The clinical presentation of hantavirus infection in most patients was HFRS; however, in the 2021 outbreak we identified patients with pulmonary infection involvement as well. Although HFRS is considered distinct from HPS described in the New World, there is now increasing evidence that most if not all features of HPS might be encountered in European HFRS cases as well, which runs contrary to the paradigm that PUUV can only induce HFRS [21,22]. Moreover, pulmonary involvement and arterial desaturation often manifest before any renal deterioration can be detected [22]. Therefore, a combination of fever with blurred vision followed by lung involvement resembling community-acquired pneumonia and thrombocytopenia must alert clinicians to a possible hantavirus infection with HPS features, especially in endemic areas.

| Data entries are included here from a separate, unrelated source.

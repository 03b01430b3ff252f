//! Parcel form

use super::join_label;
use crate::state::{Draft, EntityKind, FieldSpec, FormSchema, Record, ValidationResult};

const TYPES_SOL: &[&str] = &["", "agricole", "forestier", "urbain", "autre"];
const TOPOGRAPHIES: &[&str] = &["", "plat", "pente", "vallonné"];
const USAGES: &[&str] = &["", "agricole", "residentiel", "commercial", "industriel"];

fn owner_complete(draft: &Draft) -> Option<ValidationResult> {
    ["proprietaireNom", "proprietaireAdresse", "proprietaireContact"]
        .iter()
        .any(|field| draft.is_field_empty(field))
        .then(|| ValidationResult::failed("Veuillez remplir tous les champs du propriétaire."))
}

pub(super) fn schema() -> FormSchema {
    FormSchema::builder(EntityKind::Parcel, "Parcelle")
        .step("Informations générales")
        .field(FieldSpec::text("adresse", "Adresse"))
        .field(FieldSpec::text("rue", "Rue"))
        .field(FieldSpec::text("numero", "Numéro"))
        .field(FieldSpec::text("ville", "Ville"))
        .field(FieldSpec::text("codePostal", "Code postal"))
        .field(FieldSpec::number("superficie", "Superficie (m²)"))
        .required_with("superficie", "Veuillez remplir la superficie.")
        .step("Caractéristiques")
        .field(FieldSpec::select("typeSol", "Type de sol", TYPES_SOL))
        .field(FieldSpec::select("topographie", "Topographie", TOPOGRAPHIES))
        .field(FieldSpec::select("usageActuel", "Usage actuel", USAGES))
        .step("Limites")
        .field(FieldSpec::text("coordonnees", "Coordonnées"))
        .required_with("coordonnees", "Veuillez remplir les coordonnées.")
        .field(FieldSpec::single_file("planParcelle", "Plan de la parcelle"))
        .field(FieldSpec::multiline("pointsBornage", "Points de bornage"))
        .step("Propriétaires et droits")
        .field(FieldSpec::text("proprietaireNom", "Nom du propriétaire"))
        .field(FieldSpec::text("proprietaireAdresse", "Adresse du propriétaire"))
        .field(FieldSpec::text("proprietaireContact", "Contact du propriétaire"))
        .rule(owner_complete)
        .field(FieldSpec::multiline("droitsFonciers", "Droits fonciers"))
        .field(FieldSpec::multiline("servitudes", "Servitudes"))
        .field(FieldSpec::multiline("hypothèques", "Hypothèques"))
        .step("Documents")
        .field(FieldSpec::single_file("titrePropriete", "Titre de propriété"))
        .field(FieldSpec::single_file("planCadastral", "Plan cadastral"))
        .field(FieldSpec::multi_file("autresDocuments", "Autres documents"))
        .build()
}

pub(super) fn label(record: &Record) -> String {
    let surface = match record.fields.get("superficie") {
        Some(serde_json::Value::Number(n)) => format!("{n} m²"),
        Some(serde_json::Value::String(s)) if !s.trim().is_empty() => format!("{s} m²"),
        _ => String::new(),
    };
    join_label([record.text("ville"), record.text("adresse"), surface.as_str()])
}

#[cfg(test)]
mod tests {
    use super::*;
    use crate::state::{FieldValue, FormContext, WizardController};
    use chrono::NaiveDate;
    use serde_json::json;
    use std::sync::Arc;

    fn wizard() -> WizardController {
        WizardController::create(
            Arc::new(schema()),
            FormContext::new(NaiveDate::from_ymd_opt(2024, 1, 1).unwrap()),
        )
    }

    #[test]
    fn test_superficie_gates_first_step() {
        let mut wizard = wizard();
        let result = wizard.next();
        assert_eq!(result.message.as_deref(), Some("Veuillez remplir la superficie."));
        assert_eq!(wizard.step(), 1);
    }

    #[test]
    fn test_owner_fields_checked_together() {
        let mut wizard = wizard();
        let draft = wizard.edit_draft().unwrap();
        draft.set_field("superficie", FieldValue::text("120")).unwrap();
        draft.set_field("coordonnees", FieldValue::text("14.7,-17.4")).unwrap();
        draft.set_field("proprietaireNom", FieldValue::text("Diop")).unwrap();
        assert!(wizard.next().ok);
        assert!(wizard.next().ok);
        assert!(wizard.next().ok);
        let result = wizard.next();
        assert_eq!(
            result.message.as_deref(),
            Some("Veuillez remplir tous les champs du propriétaire.")
        );
        assert_eq!(wizard.step(), 4);
    }

    #[test]
    fn test_label() {
        let record =
            Record::from_value(json!({
            "_id": "p1",
            "ville": "Dakar",
            "adresse": "Rue 12",
            "superficie": 120
        }))
                .unwrap();
        assert_eq!(label(&record), "Dakar · Rue 12 · 120 m²");
    }
}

Inactivated hantavirus vaccines are available in China and South Korea; in the rest of the world there are no licenced vaccines for the prevention of hantavirus infections [23]. Therefore, a therapeutic approach is the main element of successful treatment. The administration of antivirals in HFRS remains a matter of debate. An American–Chinese trial indicated potential efficacy of ribavirin in HFRS [23], showing reduced mortality in patients receiving the drug within the first week of disease onset. However, meta-analyses have shown no significant effect of ribavirin on the course of hantavirus infection [24,25]. Research on animal models using human monoclonal antibodies has revealed decreased mortality. However, achieving adequate antibody levels for an adequate therapeutic period during specific phases of the disease remains a challenge. Recent data highlight endothelial leakage, mediated mainly by bradykinin, and complementary activation to be the key elements of the pathogenesis of hantavirus infection [26,27]. This has led to a new therapeutic approach in which icatibant, a bradykinin receptor antagonist, has been successful in treating severe cases of hantavirus disease. Similarly, eculizumab, a humanized monoclonal antibody which inhibits the terminal complement membrane attack complex, may be beneficial in treatment of severe hantavirus disease [27,28]. Finally, favipravir, an antiviral drug that inhibits the RdRp protein of the influenza virus, has shown effectiveness against Bunyaviridae spp., and is considered to have an adjunctive effect to ribavirin in the treatment of HFRS [29]. As expected, the clinical course of HFRS in most of our patients was favourable, correlating with previously published data showing a mild clinical course and low case fatality rates of <1% for PUUV infection [1]. This implies supportive therapy for our patients, including a survey of vital functions. At the one-month follow-up control, our patients did not report major complaints and their creatinine levels were normal. However, past hantavirus infection can be associated with long-term chronic cardiovascular, renal, and endocrine disorders [27,30]. This implies a serious approach to patients with HFRS paired with studious follow-up.

5. Conclusions

This retrospective study established that PUUV predominates in the Gorski Kotar region in the western part of Croatia, and is spreading to coastal marine areas with growing involvement in tourist activity and that share a border with Republic of Slovenia. This finding urges the necessity of educating the population about the epidemiological characteristics of hantavirus infection and applying public health measures to prevent further spread of PUUV infection. Additionally, education on possible preventive measures around hantavirus infection remains a public health aim in Croatia.